When a primitive method is called, Semantic Analysis sees the call as equivalent to any other call. On the other hand, CodeGen specifically looks for calls to primitive methods and emits them as individual instructions (e.g. add).

For example:

int function(int i) {
return i + i;
}


There’s a call to int_t::add here, with some syntactic sugar provided by Operator Overloading, meaning Semantic Analysis sees something like:

Function(
name: function,
returnType: int,
parameterTypes: [ int ],
parameterVars: [ i : int ],
code: Scope(
ReturnStatement(
value: FunctionCall(
function: method(
context: Var(i)
),
arguments: [ Var(i) ]
)
)
)
)

However CodeGen recognises calls to primitive methods and knows to emit something like the following:

define i32 @function(i32) {
%1 = add i32 %0, i32 %0
ret i32 %1
}


(It’s not entirely that simple, because CodeGen has to be prepared for modifications to variable ‘i’, and hence must emit an alloca which will then be optimised out later, but the point is that no function or function call is emitted for the primitive method.)

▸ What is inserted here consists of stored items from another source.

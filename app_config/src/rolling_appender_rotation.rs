use anyhow::anyhow;
use std::{path::Path, str::FromStr};
use tracing_appender::rolling::{self, RollingFileAppender};

/// A list of the the possible rotations for a [`RollingFileAppender`](tracing_appender::rolling::RollingFileAppender).
///
/// Unknown values are kept so the error can name them when the appender is built.
#[derive(Debug, Default, Clone, PartialEq, Eq, serde::Serialize, serde::Deserialize)]
#[serde(from = "String")]
pub enum RollingAppenderRotation {
  Minutely,
  Hourly,

  #[default]
  Daily,
  Never,

  /// Contains the unknown value used.
  Unknown(String),
}

impl RollingAppenderRotation {
  pub fn to_file_appender<P: AsRef<Path>>(
    self,
    logging_dir: P,
    filename_prefix: P,
  ) -> anyhow::Result<RollingFileAppender> {
    match self {
      Self::Minutely => Ok(rolling::minutely(logging_dir, filename_prefix)),
      Self::Hourly => Ok(rolling::hourly(logging_dir, filename_prefix)),
      Self::Daily => Ok(rolling::daily(logging_dir, filename_prefix)),
      Self::Never => Ok(rolling::never(logging_dir, filename_prefix)),
      Self::Unknown(value) => Err(anyhow!(
        "Unknown rolling file appender configuration: {:?}",
        value
      )),
    }
  }
}

impl<S> From<S> for RollingAppenderRotation
where
  S: AsRef<str>,
{
  fn from(appender_rotation_value: S) -> Self {
    match appender_rotation_value.as_ref().to_lowercase().trim() {
      "minute" | "minutely" | "minutes" => Self::Minutely,
      "hour" | "hourly" | "hours" => Self::Hourly,
      "day" | "daily" | "days" => Self::Daily,
      "never" | "none" => Self::Never,
      _ => Self::Unknown(appender_rotation_value.as_ref().to_string()),
    }
  }
}

impl FromStr for RollingAppenderRotation {
  type Err = std::convert::Infallible;

  fn from_str(s: &str) -> Result<Self, Self::Err> {
    Ok(Self::from(s))
  }
}
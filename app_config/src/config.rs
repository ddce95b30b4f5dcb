use crate::log_level_wrapper::*;
use crate::output_format::OutputFormat;
use crate::rolling_appender_rotation::*;
use schematic::{Config, ConfigLoader};
use std::path::{Path, PathBuf};

const CONFIG_PATH_ENV_VAR: &str = "CONFIG_PATH";
const DEFAULT_CONFIG_FILEPATH: &str = "./config/config.yml";

#[derive(Debug, Config, serde::Serialize, serde::Deserialize)]
#[config(rename_all = "snake_case")]
pub struct AppConfig {
  /// Logging is disabled when no level is set.
  log_level: Option<LoggingConfigLevel>,
  /// Logs are written to stderr when no directory is set.
  logging_dir: Option<PathBuf>,
  #[setting(default = "")]
  logging_filename_prefix: String,
  logging_roll_appender: RollingAppenderRotation,

  /// The network the report is generated for.
  #[setting(default = "INU", env = "STATS_NETWORK")]
  network: String,
  /// The channel on [`network`](Self::network) the report is generated for.
  #[setting(default = "#ctrlproxy", env = "STATS_CHANNEL")]
  channel: String,

  /// Program that dumps the statistics database, one `network/channel/nick/metric: value` per line.
  #[setting(default = "printstats", env = "STATS_COMMAND")]
  stats_command: String,
  /// Passed as the only argument to the stats command.
  #[setting(env = "STATS_DATABASE")]
  stats_database: Option<PathBuf>,
  stats_working_dir: Option<PathBuf>,

  /// Prefix for the links from the summary to the detail views.
  #[setting(default = "", env = "STATS_REPORT_URL")]
  report_url: String,
  output_format: OutputFormat,
}

impl AppConfig {
  /// Loads the config file at `CONFIG_PATH`, or `./config/config.yml` if the variable isn't set.
  ///
  /// A missing file is not an error, defaults and environment variables apply.
  pub fn load() -> anyhow::Result<Self> {
    Self::load_from(get_config_path())
  }

  pub fn load_from<P: AsRef<Path>>(config_path: P) -> anyhow::Result<Self> {
    let config = ConfigLoader::<AppConfig>::new()
      .file_optional(config_path.as_ref().to_path_buf())?
      .load()?
      .config;

    tracing::debug!("Loaded config from {:?}", config_path.as_ref());

    Ok(config)
  }

  pub fn log_level(&self) -> Option<&LoggingConfigLevel> {
    self.log_level.as_ref()
  }

  pub fn logging_dir(&self) -> Option<&PathBuf> {
    self.logging_dir.as_ref()
  }

  pub fn logging_filename_prefix(&self) -> &str {
    &self.logging_filename_prefix
  }

  pub fn logging_file_roll_appender(&self) -> &RollingAppenderRotation {
    &self.logging_roll_appender
  }

  pub fn network(&self) -> &str {
    &self.network
  }

  pub fn channel(&self) -> &str {
    &self.channel
  }

  pub fn stats_command(&self) -> &str {
    &self.stats_command
  }

  pub fn stats_database(&self) -> Option<&PathBuf> {
    self.stats_database.as_ref()
  }

  pub fn stats_working_dir(&self) -> Option<&PathBuf> {
    self.stats_working_dir.as_ref()
  }

  pub fn report_url(&self) -> &str {
    &self.report_url
  }

  pub fn output_format(&self) -> OutputFormat {
    self.output_format
  }
}

fn get_config_path() -> PathBuf {
  let Ok(config_path) = std::env::var(CONFIG_PATH_ENV_VAR) else {
    return PathBuf::from(DEFAULT_CONFIG_FILEPATH);
  };

  PathBuf::from(config_path)
}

As shown above it’s possible to use primitive types in a polymorphic manner (i.e. cast references to primitives to references to interfaces), and in that case vtable generation will produce a vtable for the primitive types, which will then involve actually emitting methods for the primitive. These methods are marked ‘alwaysinline’ such that if optimisations later turn virtual calls to primitive methods into direct calls, they will also then inline the method and hence produce code exactly like the above.

However you choose to use primitives you can expect the underlying implementation to always emit the best possible code given the circumstances. For example, if you use Templates across a Module boundary and pass a primitive type as a template parameter, you can expect the resulting code to use stack-based autoboxing of the primitive values.

If you want to improve on this it’s strongly encouraged to use Link Time Optimisation (LTO i.e. link modules together and then optimise the result), which will most likely inline away the templates and hence give you code like the above that operates directly on the primitive type, at the expense of losing the API boundary (which may be required e.g. if you plan to deploy one module as a shared library).